L’autre mesure significative prise par la communauté internationale fut le processus de Kimberley. Il a pour but premier d’éradiquer le commerce des diamants du sang. Il rassemble aujourd’hui 81 pays sur la base du volontariat. Sa présidence est tournante. En 2019, l’Inde a succédé à l’Union européenne. En 2020, la Russie devrait prendre la relève et assurer la présidence du processus. Le principe du PK est très simple : chaque pays producteur de diamants doit délivrer un certificat attestant que tout diamant exporté n’est pas issu d’une zone de guerre. Les pays producteurs doivent également organiser des contrôles internes et fournir des statistiques sur leur commerce de diamants. Aujourd’hui, 99,5 % des diamants en circulation sur le marché international seraient certifiés grâce au processus de Kimberley [5]. Les 0,5 % proviennent de pays comme la République démocratique du Congo (RDC), la République centrafricaine (RCA) où la situation géopolitique est particulièrement instable. Le PK estime avoir réduit de 15 à 0,2 % la part des diamants du sang sur le marché international. Ces chiffres sont toutefois à relativiser puisque certains pays producteurs font preuve de manque de transparence et vont  jusqu’à falsifier leurs statistiques et leurs certifications. Par ailleurs, selon un groupe d’experts de l’ONU, la situation en Centrafrique est de plus en plus inquiétante. En effet, sur les 330 000 carats produits par la RCA en 2018, seuls 9000 auraient été certifiés puis exportés [6]. Selon l’ONU, la majorité des diamants produits servirait à financer des groupes armés. 

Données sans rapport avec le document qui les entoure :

#[test]
fn whitelist_only_merge_ignores_unlisted_tables() {
    let bank = Bank::new();
    bank.exec("CREATE TABLE quiz_feedback (id INTEGER PRIMARY KEY, entity_id INTEGER);");
    let (_, a_entity) = bank.duplicate();
    let (_, b_entity) = bank.duplicate();
    bank.exec_params("INSERT INTO quiz_feedback (entity_id) VALUES (?1)", [b_entity]);

    let outcome = bank.engine().merge(a_entity, &MergeOptions::default());

    assert!(outcome.success, "{}", outcome.message);
    assert_eq!(bank.count("quiz_feedback", "entity_id", b_entity), 1);
}

#[test]
fn successful_merge_is_audited_and_purges_cache() {
    let bank = Bank::new();
    let (a, a_entity) = bank.duplicate();
    let (b, b_entity) = bank.duplicate();
    bank.store.add_slot(1, 1, b_entity).unwrap();

    let cache = Arc::new(EpochCache::new());
    let seen = cache.epoch();
    let engine = bank
        .engine()
        .with_cache(Arc::clone(&cache) as Arc<dyn CacheInvalidator>);
    let outcome = engine.merge(a_entity, &MergeOptions::default());
    assert!(outcome.success, "{}", outcome.message);
    assert!(!cache.is_current(seen));

    let conn = bank.store.connection();
    let conn = conn.lock().unwrap();
    let events = SqliteAuditLog.recent(&conn, 10).unwrap();
    assert_eq!(events.len(), 1);
    let event = &events[0];
    assert_eq!(event.canonical_entry_id, a);
    assert_eq!(event.canonical_entity_id, a_entity);
    assert_eq!(event.merged_entry_ids, vec![b]);
    assert_eq!(event.deleted_entity_ids, vec![b_entity]);
    assert_eq!(event.updated["assembly_slots.entity_id"], 1);
    assert!(!event.event_id.is_empty());
}

#[test]
fn failed_merge_leaves_cache_and_audit_alone() {
    let bank = Bank::new();
    let (_, a_entity) = bank.duplicate();
    let (_, b_entity) = bank.duplicate();
    bank.store.add_slot(1, 1, b_entity).unwrap();

    let cache = Arc::new(EpochCache::new());
    let seen = cache.epoch();
    let engine = bank
        .engine()
        .with_cache(Arc::clone(&cache) as Arc<dyn CacheInvalidator>)
        .with_safe_delete(Arc::new(RefusingDelete));
    assert!(!engine.merge(a_entity, &MergeOptions::default()).success);

    assert!(cache.is_current(seen));
    let conn = bank.store.connection();
    let conn = conn.lock().unwrap();
    assert_eq!(SqliteAuditLog.count(&conn).unwrap(), 0);
}

#[test]
fn blocklisted_whitelist_entries_are_ignored() {
    let bank = Bank::new();
    let mut config = contentbank_merge::MergeConfig::default();
    config.whitelist.push(contentbank_merge::WhitelistEntry {
        table: "attempts".into(),
        role: Default::default(),
        columns: vec![contentbank_merge::WhitelistColumn::new(
            "entity_id",
            contentbank_model::TargetKind::Entity,
        )],
    });
    let (_, a_entity) = bank.duplicate();
    bank.duplicate();

    let engine = contentbank_merge::MergeEngine::new(&bank.store, config);
    let plan = engine.build_merge_plan(a_entity, &MergeOptions::default());
    assert!(!plan.targets.iter().any(|t| t.table == "attempts"));
    assert!(engine.apply_merge_plan(&plan, &MergeOptions::default()).success);
}

#[test]
fn vanished_canonical_aborts_before_rewriting() {
    let bank = Bank::new();
    let (a, a_entity) = bank.duplicate();
    let (b, b_entity) = bank.duplicate();
    bank.store.add_slot(1, 1, b_entity).unwrap();
    bank.reference(b, 1, None);

    let engine = bank.engine();
    let plan = engine.build_merge_plan(a_entity, &MergeOptions::default());
    assert_eq!(plan.canonical_entry_id, Some(a));
    {
        let conn = bank.store.connection();
        let conn = conn.lock().unwrap();
        CascadingDelete.delete(&conn, a_entity).unwrap();
    }

    let outcome = engine.apply_merge_plan(&plan, &MergeOptions::default());

    assert!(!outcome.success);
    assert_eq!(outcome.phase, MergePhase::RolledBack);
    assert!(
        outcome
            .message
            .contains(&format!("canonical entry {a} no longer exists")),
        "{}",
        outcome.message
    );
    assert!(bank.entity_exists(b_entity));
    assert!(bank.entry_exists(b));
    assert_eq!(bank.count("assembly_slots", "entity_id", b_entity), 1);
    assert_eq!(bank.count("assembly_slots", "entity_id", a_entity), 0);
    assert_eq!(bank.count("entry_references", "entry_id", b), 1);
    assert_eq!(bank.count("entry_references", "entry_id", a), 0);
}

#[test]
fn replaced_canonical_version_aborts() {
    let bank = Bank::new();
    let (a, a_entity) = bank.duplicate();
    let (_, b_entity) = bank.duplicate();
    bank.store.add_slot(1, 1, b_entity).unwrap();

    let engine = bank.engine();
    let plan = engine.build_merge_plan(a_entity, &MergeOptions::default());
    let canonical_version = plan.canonical().unwrap().version_id;
    bank.exec_params(
        "DELETE FROM versions WHERE id = ?1",
        [canonical_version],
    );
    bank.store
        .add_version(a, &common::question(), contentbank_model::VersionStatus::Ready)
        .unwrap();

    let outcome = engine.apply_merge_plan(&plan, &MergeOptions::default());

    assert!(!outcome.success);
    assert!(
        outcome
            .message
            .contains(&format!("canonical version {canonical_version} no longer exists")),
        "{}",
        outcome.message
    );
    assert!(bank.entity_exists(b_entity));
    assert_eq!(bank.count("assembly_slots", "entity_id", b_entity), 1);
}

Les limites du processus de Kimberley

Selon la chercheuse Élise Rousseau, la définition de diamant du sang, adoptée en 2000, ne s’adapte plus aux réalités conflictuelles contemporaines [7]. Ainsi, aujourd’hui, seuls les diamants produits dans certaines zones de la RCA sont considérés comme des diamants du sang. La définition du PK ne prend pas en compte les conditions d’extraction des diamants dans d’autres concessions diamantifères, qui se déroulent souvent dans un contexte de violence parfois autorisée par l’État. De nouveaux éléments rendent la situation particulièrement complexe comme l’implication des sociétés militaires privées en Centrafrique. Trois journalistes russes ont été assassinés dans le pays africain le 30 juillet 2018 alors qu’ils enquêtaient sur les liens entre le groupe Wagner, une société paramilitaire russe, et le trafic de diamants centrafricains.

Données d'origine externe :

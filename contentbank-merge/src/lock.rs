//! Lock coordinator.
//!
//! Merges are rare, manual operations and the transaction already provides
//! row-level atomicity, so the advisory lock is best effort: when the lock
//! service is missing, failing, or busy past the timeout, the operation runs
//! without the lock instead of being refused.

use contentbank_model::{LockService, LockToken};
use std::sync::Arc;
use std::time::Duration;
use tracing::{debug, warn};

/// How the lock attempt ended.
#[derive(Debug, Clone, Copy, PartialEq, Eq)]
pub enum LockStatus {
    Held,
    TimedOut,
    Unavailable,
    NotConfigured,
}

/// Releases the lock when dropped, including on unwind.
struct HeldLock<'a> {
    service: &'a dyn LockService,
    token: Option<LockToken>,
}

impl Drop for HeldLock<'_> {
    fn drop(&mut self) {
        if let Some(token) = self.token.take() {
            let name = token.name.clone();
            if let Err(e) = self.service.release(token) {
                warn!("Failed to release advisory lock '{}': {}", name, e);
            }
        }
    }
}

/// Serializes merge operations through an optional [`LockService`].
#[derive(Clone, Default)]
pub struct LockCoordinator {
    service: Option<Arc<dyn LockService>>,
}

impl LockCoordinator {
    pub fn new(service: Arc<dyn LockService>) -> Self {
        Self {
            service: Some(service),
        }
    }

    /// A coordinator that never locks.
    pub fn unlocked() -> Self {
        Self { service: None }
    }

    pub fn is_configured(&self) -> bool {
        self.service.is_some()
    }

    /// Runs `f` under the named lock when it can be had, and without it otherwise.
    pub fn with_lock<T>(&self, name: &str, timeout: Duration, f: impl FnOnce() -> T) -> T {
        self.with_lock_status(name, timeout, |_| f())
    }

    /// Like [`LockCoordinator::with_lock`], telling `f` whether the lock is held.
    pub fn with_lock_status<T>(
        &self,
        name: &str,
        timeout: Duration,
        f: impl FnOnce(LockStatus) -> T,
    ) -> T {
        let Some(service) = self.service.as_deref() else {
            debug!("No lock service configured; running '{}' unlocked", name);
            return f(LockStatus::NotConfigured);
        };

        let (status, token) = match service.acquire(name, timeout) {
            Ok(Some(token)) => (LockStatus::Held, Some(token)),
            Ok(None) => {
                warn!(
                    "Timed out after {:?} waiting for lock '{}'; continuing without it",
                    timeout, name
                );
                (LockStatus::TimedOut, None)
            }
            Err(e) => {
                warn!("Lock service unavailable for '{}' ({}); continuing without it", name, e);
                (LockStatus::Unavailable, None)
            }
        };

        let _held = HeldLock { service, token };
        f(status)
    }
}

De plus, l’objectif du processus de Kimberley reste de favoriser le commerce des diamants et ne prête pas attention au respect des droits de l’Homme. Les ouvriers employés dans les concessions diamantifères travaillent parfois dans des conditions très rudes. En Angola, on compte de nombreux cas de travailleurs illégaux, issus de l’immigration congolaise. Le PK n’assure en rien des conditions de travail correctes pour les travailleurs des pays signataires.

Le processus de Kimberley ne prend pas non plus en compte le risque environnemental que constitue l’extraction de diamants. Les risques concernent la pollution des sols mais aussi les espaces maritimes. L’extraction de diamants se développe également au large des côtes de certains pays africains. La compagnie sud-africaine De Beers, au large de la Namibie, souhaite par exemple extraire des fonds marins les diamants rejetés par le fleuve Orange. Une méthode, qui, selon les géologues, pourrait fragiliser les fonds marins et leur écosystème.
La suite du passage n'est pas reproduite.